After loading the data, we check its shape and take a glimpse at the first few rows. The dataset contains multiple columns, including city names, populations, and geographical coordinates. This initial inspection gives us a sense of the data we are working with.

Handling Missing Data

In most datasets, missing values are inevitable, and it’s crucial to understand where those gaps exist. Using a heatmap, we visualize missing data to determine the extent of incomplete information in the dataset.

plt.figure(figsize=(15,5))
sns.heatmap(df.isnull(), yticklabels=False, cmap='plasma')
plt.xticks(rotation=45)
plt.show()

This heatmap allows us to visualize missing values and decide how to handle them. In this case, we will fill missing population values with the median population to maintain data consistency.

Visualizing the Largest Cities

A key focus of this analysis is identifying the world’s largest cities by population. We use the nlargest() function to find the 12 cities with the highest populations and visualize them with a bar plot.

top_cities = df.nlargest(12, 'population')
plt.figure(figsize=(15,5))
sns.barplot(data=top_cities, x='city', y='population', palette='winter')
plt.xticks(rotation=45)
plt.title('Top 10 Cities with the Largest Population')
plt.show()

This bar plot provides a clear visualization of the largest cities, showcasing their massive populations in comparison to smaller cities around the world.

Distribution of Smaller Cities

While large cities are interesting, a majority of cities have smaller populations. To better understand this, we filter the dataset to include only cities with populations below 1 million. We then plot a distribution of these smaller cities.

filtered_data = df[df['population'] <= 1000000]
sns.displot(filtered_data.population, bins=100, height=5, aspect=3)
plt.xticks(np.arange(0,1000000,20000), rotation=90)
plt.title('Population Distribution of Cities Under 1 Million')
plt.show()

This distribution plot gives us insights into the population density of smaller cities, revealing that the majority of cities fall within lower population ranges.

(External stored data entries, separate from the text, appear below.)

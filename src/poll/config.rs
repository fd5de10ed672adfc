//! Poll pass configuration.

use crate::constants::{DEFAULT_CONNECT_TIMEOUT, DEFAULT_DEVICE_TIMEOUT, DEFAULT_HOST};
use crate::mercury::exchange::ExchangeConfig;
use std::time::Duration;

/// Settings for one poll pass. Built once and passed down explicitly.
#[derive(Debug, Clone, PartialEq, Eq)]
pub struct PollConfig {
    /// Gateway host; every plan port is a TCP port on it
    pub host: String,
    pub connect_timeout: Duration,
    /// Hard cap on polling a single meter (both exchanges, all attempts)
    pub device_timeout: Duration,
    pub exchange: ExchangeConfig,
    /// One worker per port instead of one port after another
    pub concurrent_ports: bool,
}

impl Default for PollConfig {
    fn default() -> Self {
        PollConfig {
            host: DEFAULT_HOST.to_string(),
            connect_timeout: DEFAULT_CONNECT_TIMEOUT,
            device_timeout: DEFAULT_DEVICE_TIMEOUT,
            exchange: ExchangeConfig::default(),
            concurrent_ports: false,
        }
    }
}

impl PollConfig {
    pub fn with_host(mut self, host: impl Into<String>) -> Self {
        self.host = host.into();
        self
    }

    pub fn with_connect_timeout(mut self, timeout: Duration) -> Self {
        self.connect_timeout = timeout;
        self
    }

    pub fn with_device_timeout(mut self, timeout: Duration) -> Self {
        self.device_timeout = timeout;
        self
    }

    pub fn with_response_timeout(mut self, timeout: Duration) -> Self {
        self.exchange.response_timeout = timeout;
        self
    }

    pub fn with_read_timeout(mut self, timeout: Duration) -> Self {
        self.exchange.read_timeout = timeout;
        self
    }

    /// Attempts per exchange; 0 is treated as 1.
    pub fn with_attempts(mut self, attempts: u32) -> Self {
        self.exchange.attempts = attempts.max(1);
        self
    }

    pub fn with_concurrent_ports(mut self, concurrent: bool) -> Self {
        self.concurrent_ports = concurrent;
        self
    }
}

#[cfg(test)]
mod tests {
    use super::*;

    #[test]
    fn test_defaults() {
        let config = PollConfig::default();
        assert_eq!(config.host, "127.0.0.1");
        assert_eq!(config.connect_timeout, Duration::from_secs(2));
        assert_eq!(config.exchange.response_timeout, Duration::from_millis(800));
        assert_eq!(config.exchange.read_timeout, Duration::from_millis(200));
        assert_eq!(config.exchange.attempts, 1);
        assert!(!config.concurrent_ports);
    }

    #[test]
    fn test_builders() {
        let config = PollConfig::default()
            .with_host("10.0.0.5")
            .with_attempts(0)
            .with_response_timeout(Duration::from_millis(1500))
            .with_concurrent_ports(true);
        assert_eq!(config.host, "10.0.0.5");
        assert_eq!(config.exchange.attempts, 1);
        assert_eq!(config.exchange.response_timeout, Duration::from_millis(1500));
        assert!(config.concurrent_ports);
    }
}
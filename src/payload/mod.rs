//! The payload module contains the components responsible for decoding the
//! measurement fields carried in Mercury responses.

pub mod data_encoding;
pub mod reading;

pub use data_encoding::{bcd_to_int, int_to_bcd};
pub use reading::{decode_energy, decode_instant, EnergyTotals, InstantValues};
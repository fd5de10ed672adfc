//! # Poll Pass Runner
//!
//! Walks a [`PollPlan`]: one connection per gateway port, meters on a port
//! strictly one after another. Ports are visited in ascending order, or
//! polled by one tokio task each when `concurrent_ports` is set; either way
//! the reports come back sorted by port.

use crate::error::MercuryError;
use crate::mercury::frame::SerialNumber;
use crate::mercury::transport::{Connector, Transport};
use crate::poll::config::PollConfig;
use crate::poll::driver::{poll_device_until, PollOutcome};
use crate::poll::plan::PollPlan;
use log::{debug, info, warn};
use tokio::time::Instant;

/// Outcome for one meter.
#[derive(Debug)]
pub struct DeviceReport {
    pub serial: SerialNumber,
    pub outcome: PollOutcome,
}

/// Outcome for one gateway port: per-meter reports, or the reason the port
/// could not be opened.
#[derive(Debug)]
pub struct PortReport {
    pub port: u16,
    pub result: Result<Vec<DeviceReport>, MercuryError>,
}

/// Connects to `port`, polls each meter in order and closes the connection.
pub async fn poll_port<C>(
    connector: &C,
    port: u16,
    serials: &[SerialNumber],
    config: &PollConfig,
) -> PortReport
where
    C: Connector + ?Sized,
{
    let mut transport = match connector
        .connect(&config.host, port, config.connect_timeout)
        .await
    {
        Ok(transport) => transport,
        Err(e) => {
            warn!("port {port}: {e}; skipping {} meter(s)", serials.len());
            return PortReport {
                port,
                result: Err(e),
            };
        }
    };

    let mut devices = Vec::with_capacity(serials.len());
    for serial in serials {
        let deadline = Instant::now() + config.device_timeout;
        let outcome =
            poll_device_until(&mut transport, serial, &config.exchange, Some(deadline)).await;
        devices.push(DeviceReport {
            serial: serial.clone(),
            outcome,
        });
    }

    if let Err(e) = transport.close().await {
        debug!("port {port}: close failed: {e}");
    }

    PortReport {
        port,
        result: Ok(devices),
    }
}

/// Polls every meter in the plan once.
pub async fn poll_pass<C>(connector: &C, plan: &PollPlan, config: &PollConfig) -> Vec<PortReport>
where
    C: Connector + Clone + 'static,
{
    info!(
        "polling {} meter(s) on {} port(s) at {}",
        plan.device_count(),
        plan.len(),
        config.host
    );

    if config.concurrent_ports {
        poll_pass_concurrent(connector, plan, config).await
    } else {
        let mut reports = Vec::with_capacity(plan.len());
        for (port, serials) in plan.iter() {
            reports.push(poll_port(connector, port, serials, config).await);
        }
        reports
    }
}

async fn poll_pass_concurrent<C>(
    connector: &C,
    plan: &PollPlan,
    config: &PollConfig,
) -> Vec<PortReport>
where
    C: Connector + Clone + 'static,
{
    let workers: Vec<_> = plan
        .iter()
        .map(|(port, serials)| {
            let connector = connector.clone();
            let serials = serials.to_vec();
            let config = config.clone();
            let handle = tokio::spawn(async move {
                poll_port(&connector, port, &serials, &config).await
            });
            (port, handle)
        })
        .collect();

    // Plan iteration is ordered, so joining in spawn order keeps ports sorted
    let mut reports = Vec::with_capacity(workers.len());
    for (port, handle) in workers {
        let report = handle.await.unwrap_or_else(|e| PortReport {
            port,
            result: Err(MercuryError::Other(format!("port worker failed: {e}"))),
        });
        reports.push(report);
    }
    reports
}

Countries with the Most Large Cities

Next, we explore which countries have the highest number of cities with populations over 1 million. This can help identify regions with a high level of urbanization and concentration of large cities.

major_cities_grouped = df[df.population > 1000000].groupby('country')['city'].nunique().reset_index().sort_values('city', ascending=False).nlargest(10, 'city')
plt.figure(figsize=(15,5))
sns.barplot(data=major_cities_grouped, x='country', y='city', palette='flare')
plt.xticks(rotation=45)
plt.title('Countries with the Most Cities Over 1 Million Population')
plt.show()

This bar plot shows which countries have the most cities with populations exceeding 1 million. The results highlight countries with strong urban centers and dense populations.

Exploring US Cities

Focusing specifically on the United States, we filter the dataset to include only cities with populations above 100,000. We then plot the geographical distribution of these cities.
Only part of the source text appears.